Non è solo una cosa triste, ma una cosa demoniaca: demoniaca è la condizione di chi impiega ogni suo tempo e ogni energia per combattere una battaglia che, oltre ad arrecare molto male al prossimo, non potrà mai recare un sollievo effettivo a se stesso.
Tale è la condizione della civetta con tendenza sadica: si eccita mediante la capacità di eccitare il maschio; ma poi è respinta dai suoi stessi demoni nella propria solitudine, in uno sterile regno senza luce e senza gioia, perché impossibilitata a realizzare la comunione con l'altro e l'armonia con il proprio autentico sé.
Non vi è nulla di ammirevole, nulla di grande nella sua condizione; al contrario, vi è molto da compatire.
Ma senza disprezzo: questo tipo di donna è, in primo luogo, una vittima, e sia pure di se stessa: delle sue frustrazioni e delle sue paure. La sua salvezza sarebbe quella di trovare un uomo che le faccia capire quanto sia sbagliata la strada che ha deciso di percorrere, credendo di trovarvi un sollievo al proprio disagio esistenziale.
Un tipo d'uomo del genere, però, non è oggi frequente da incontrare; molto più frequente è il tipo meno nobile, meno virile, che non ha alcun sostegno da offrire alla donna, perché, in fondo, è lui che segretamente aspira ad essere dominato, sottomesso e perfino umiliato.

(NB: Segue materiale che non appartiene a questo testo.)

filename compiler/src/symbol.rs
use std::fmt::Display;

use crate::{lexer::Token, CompileError};

#[derive(Debug, Clone, Copy, PartialEq, Eq, Hash)]
pub enum Type {
    Integer,
}

impl Display for Type {
    fn fmt(&self, f: &mut std::fmt::Formatter<'_>) -> std::fmt::Result {
        match self {
            Type::Integer => write!(f, "integer"),
        }
    }
}

#[derive(Debug, Clone, PartialEq, Eq, Hash)]
pub struct Symbol {
    pub identifier: String,
    pub address: usize,
    pub ty: Type,
}

/// Flat, program-wide scope. Addresses are handed out densely from 0 in
/// declaration order.
#[derive(Debug, Clone, PartialEq, Eq, Default)]
pub struct SymbolTable {
    symbols: Vec<Symbol>,
}

impl SymbolTable {
    pub const fn new() -> Self {
        Self {
            symbols: Vec::new(),
        }
    }

    /// Declares the identifier carried by `token`. A rejected declaration
    /// consumes no address.
    pub fn declare(&mut self, token: &Token, ty: Type) -> Result<&Symbol, CompileError> {
        if self.get(&token.lexeme).is_some() {
            return Err(CompileError::semantic(
                token.line,
                token.column,
                format!("variable '{}' already declared", token.lexeme),
            ));
        }

        let address = self.symbols.len();
        log::trace!("declared '{}' at address {address}", token.lexeme);

        self.symbols.push(Symbol {
            identifier: token.lexeme.clone(),
            address,
            ty,
        });

        Ok(&self.symbols[address])
    }

    pub fn resolve(&self, token: &Token) -> Result<&Symbol, CompileError> {
        self.get(&token.lexeme).ok_or_else(|| {
            CompileError::semantic(
                token.line,
                token.column,
                format!("variable '{}' not declared", token.lexeme),
            )
        })
    }

    pub fn get(&self, identifier: &str) -> Option<&Symbol> {
        self.symbols
            .iter()
            .find(|symbol| symbol.identifier == identifier)
    }

    pub fn len(&self) -> usize {
        self.symbols.len()
    }

    pub fn is_empty(&self) -> bool {
        self.symbols.is_empty()
    }

    pub fn iter(&self) -> std::slice::Iter<'_, Symbol> {
        self.symbols.iter()
    }
}

impl<'a> IntoIterator for &'a SymbolTable {
    type Item = &'a Symbol;
    type IntoIter = std::slice::Iter<'a, Symbol>;

    fn into_iter(self) -> Self::IntoIter {
        self.iter()
    }
}

#[cfg(test)]
mod tests {
    use super::*;
    use crate::{lexer::TokenKind, ErrorKind};

    fn ident(name: &str, column: usize) -> Token {
        Token {
            kind: TokenKind::Identifier,
            lexeme: name.to_string(),
            line: 1,
            column,
        }
    }

    #[test]
    fn declare_assigns_sequential_addresses() {
        let mut table = SymbolTable::new();

        for (column, name) in ["fat", "num", "cont"].into_iter().enumerate() {
            table
                .declare(&ident(name, column + 1), Type::Integer)
                .expect("failed to declare");
        }

        let addresses: Vec<_> = table
            .iter()
            .map(|symbol| (symbol.identifier.as_str(), symbol.address))
            .collect();
        assert_eq!(addresses, [("fat", 0), ("num", 1), ("cont", 2)]);
    }

    #[test]
    fn declare_fail_duplicate_keeps_counter() {
        let mut table = SymbolTable::new();
        table
            .declare(&ident("x", 1), Type::Integer)
            .expect("failed to declare");

        let error = table
            .declare(&ident("x", 4), Type::Integer)
            .expect_err("duplicate should fail");
        assert_eq!((error.kind(), error.column()), (ErrorKind::Semantic, 4));
        assert!(error.message().contains("already declared"));

        let next = table
            .declare(&ident("y", 7), Type::Integer)
            .expect("failed to declare");
        assert_eq!(next.address, 1);
        assert_eq!(table.len(), 2);
    }

    #[test]
    fn resolve_finds_declared_symbol() {
        let mut table = SymbolTable::new();
        table
            .declare(&ident("a", 1), Type::Integer)
            .expect("failed to declare");
        table
            .declare(&ident("b", 3), Type::Integer)
            .expect("failed to declare");

        let symbol = table.resolve(&ident("b", 9)).expect("failed to resolve");
        assert_eq!((symbol.address, symbol.ty), (1, Type::Integer));
    }

    #[test]
    fn resolve_fail_undeclared() {
        let table = SymbolTable::new();
        let error = table
            .resolve(&ident("ghost", 12))
            .expect_err("undeclared should fail");

        assert_eq!(error.kind(), ErrorKind::Semantic);
        assert_eq!(error.column(), 12);
        assert!(error.message().contains("not declared"));
    }
}
use compiler::{compile, compile_into, ErrorKind, Instruction, Listing};

const EXEMPLO1: &str = "
program exemplo1;
var fat, num, cont: integer;
begin
  read(num);
  fat := 1;
  cont := 2;
  while cont <= num do
  begin
    fat := fat * num;
    cont := cont + 1
  end;
  write(fat)
end.
";

const LISTING: &str = "\
INPP
AMEM 3
LEIT
ARMZ 1
CRCT 1
ARMZ 0
CRCT 2
ARMZ 2
L1: NADA
CRVL 2
CRVL 1
CMEG
DSVF L2
CRVL 0
CRVL 1
MULT
ARMZ 0
CRVL 2
CRCT 1
SOMA
ARMZ 2
DSVS L1
L2: NADA
CRVL 0
IMPR
PARA
";

#[test]
fn exemplo1_listing() {
    let instructions = compile(EXEMPLO1).expect("failed to compile");

    assert_eq!(Listing(&instructions).to_string(), LISTING);
}

#[test]
fn exemplo1_symbols() {
    let mut instructions = Vec::new();
    let symbols = compile_into(EXEMPLO1, &mut instructions).expect("failed to compile");

    let addresses: Vec<_> = symbols
        .iter()
        .map(|symbol| (symbol.identifier.as_str(), symbol.address))
        .collect();
    assert_eq!(addresses, [("fat", 0), ("num", 1), ("cont", 2)]);

    let allocations: Vec<_> = instructions
        .iter()
        .filter(|instruction| matches!(instruction, Instruction::Allocate(_)))
        .collect();
    assert_eq!(allocations, [&Instruction::Allocate(symbols.len())]);
}

#[test]
fn exemplo1_brackets_with_entry_and_halt() {
    let instructions = compile(EXEMPLO1).expect("failed to compile");

    assert_eq!(instructions.first(), Some(&Instruction::Start));
    assert_eq!(instructions.last(), Some(&Instruction::Halt));
    assert_eq!(
        &instructions[instructions.len() - 3..],
        [Instruction::Load(0), Instruction::Write, Instruction::Halt]
    );
}

#[test]
fn exemplo1_without_final_dot() {
    let source = EXEMPLO1.trim_end().trim_end_matches('.');
    let mut instructions = Vec::new();
    let error = compile_into(source, &mut instructions).expect_err("should fail to compile");

    assert_eq!(error.kind(), ErrorKind::Syntax);
    assert_eq!((error.line(), error.column()), (14, 4));
    assert_eq!(
        error.to_string(),
        "Line 14, Column 4: Syntax error: expected \".\", found end of input"
    );
    assert!(!instructions.contains(&Instruction::Halt));
}
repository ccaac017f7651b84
//! File upload handler.
//!
//! Accepts a multipart form with a single `file` field, validates size and
//! content type, and returns the public URL of the stored blob. Document
//! metadata is attached to a case separately via the cases routes.

use axum::{
    extract::{multipart::MultipartError, Multipart, State},
    http::StatusCode,
    response::Json,
    routing::post,
    Router,
};
use serde::Serialize;
use utoipa::ToSchema;

use crate::api::AppState;
use crate::config::MAX_FILE_SIZE_MB;
use crate::errors::{AppError, AppResult};

/// Public URL of a stored upload
#[derive(Debug, Serialize, ToSchema)]
pub struct UploadResponse {
    /// URL under which the file is served
    #[schema(example = "/uploads/6f1c9f9e-8a30-4a41-9f6c-0c2f2b9a7d11.pdf")]
    pub url: String,
}

/// Create upload routes (merged at the router root)
pub fn upload_routes() -> Router<AppState> {
    Router::new().route("/upload", post(upload))
}

/// Upload a document blob
#[utoipa::path(
    post,
    path = "/upload",
    tag = "Uploads",
    request_body(content = Vec<u8>, content_type = "multipart/form-data"),
    responses(
        (status = 200, description = "File stored", body = UploadResponse),
        (status = 400, description = "Missing file, oversized payload, or disallowed type"),
        (status = 401, description = "Authentication required")
    ),
    security(("bearer_auth" = []))
)]
pub async fn upload(
    State(state): State<AppState>,
    mut multipart: Multipart,
) -> AppResult<Json<UploadResponse>> {
    while let Some(field) = multipart.next_field().await.map_err(read_error)? {
        if field.name() != Some("file") {
            continue;
        }

        let original_name = field.file_name().unwrap_or("upload").to_string();
        let content_type = field.content_type().unwrap_or_default().to_string();
        let data = field.bytes().await.map_err(read_error)?;

        let stored = state
            .storage
            .store(&original_name, &content_type, data.to_vec())
            .await?;

        return Ok(Json(UploadResponse { url: stored.url }));
    }

    Err(AppError::validation("No file uploaded"))
}

fn read_error(err: MultipartError) -> AppError {
    map_read_error(err.status(), err.body_text())
}

/// Bodies that trip the router's length limit surface here as a multipart
/// read failure; report them as oversized, not as a generic bad request.
fn map_read_error(status: StatusCode, detail: String) -> AppError {
    if status == StatusCode::PAYLOAD_TOO_LARGE {
        AppError::PayloadTooLarge(MAX_FILE_SIZE_MB)
    } else {
        AppError::validation(detail)
    }
}

#[cfg(test)]
mod tests {
    use super::*;

    #[test]
    fn length_limited_read_reports_payload_too_large() {
        let err = map_read_error(
            StatusCode::PAYLOAD_TOO_LARGE,
            "length limit exceeded".to_string(),
        );
        assert!(matches!(err, AppError::PayloadTooLarge(MAX_FILE_SIZE_MB)));
        assert_eq!(err.status(), StatusCode::BAD_REQUEST);
    }

    #[test]
    fn malformed_multipart_stays_a_validation_error() {
        let err = map_read_error(
            StatusCode::BAD_REQUEST,
            "Invalid multipart boundary".to_string(),
        );
        assert!(matches!(err, AppError::Validation(_)));
    }
}
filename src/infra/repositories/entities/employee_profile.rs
//! Employee profile database entity for SeaORM.

use sea_orm::entity::prelude::*;

use crate::domain::EmployeeProfile;

#[derive(Clone, Debug, PartialEq, Eq, DeriveEntityModel)]
#[sea_orm(table_name = "employee_profiles")]
pub struct Model {
    #[sea_orm(primary_key, auto_increment = false)]
    pub id: Uuid,
    #[sea_orm(unique)]
    pub user_id: Uuid,
    pub department: String,
    pub position: String,
}

#[derive(Copy, Clone, Debug, EnumIter, DeriveRelation)]
pub enum Relation {
    #[sea_orm(
        belongs_to = "super::user::Entity",
        from = "Column::UserId",
        to = "super::user::Column::Id"
    )]
    User,
}

impl Related<super::user::Entity> for Entity {
    fn to() -> RelationDef {
        Relation::User.def()
    }
}

impl ActiveModelBehavior for ActiveModel {}

impl From<Model> for EmployeeProfile {
    fn from(model: Model) -> Self {
        EmployeeProfile {
            id: model.id,
            user_id: model.user_id,
            department: model.department,
            position: model.position,
        }
    }
}
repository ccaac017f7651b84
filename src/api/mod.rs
//! API layer - HTTP handlers and middleware
//!
//! This module contains all HTTP-related concerns:
//! - Request handlers
//! - Middleware (authentication)
//! - Custom extractors
//! - Route definitions

pub mod extractors;
pub mod handlers;
pub mod middleware;
pub mod openapi;
pub mod routes;
pub mod state;

pub use openapi::ApiDoc;
pub use routes::create_router;
pub use state::AppState;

Ed è così che le due solitudini e le due frustrazioni, quella femminile e quella maschile, invece di incontrarsi e di donarsi aiuto reciproco, finiscono per alimentare la spirale perversa che le allontana sempre di più l'una dall'altra; visto che non basta un letto disfatto per creare unione, ma è necessaria la profonda intesa di due anime che non abbiano smarrito l'incanto del mondo, oltre che il rispetto dovuto a se stesse.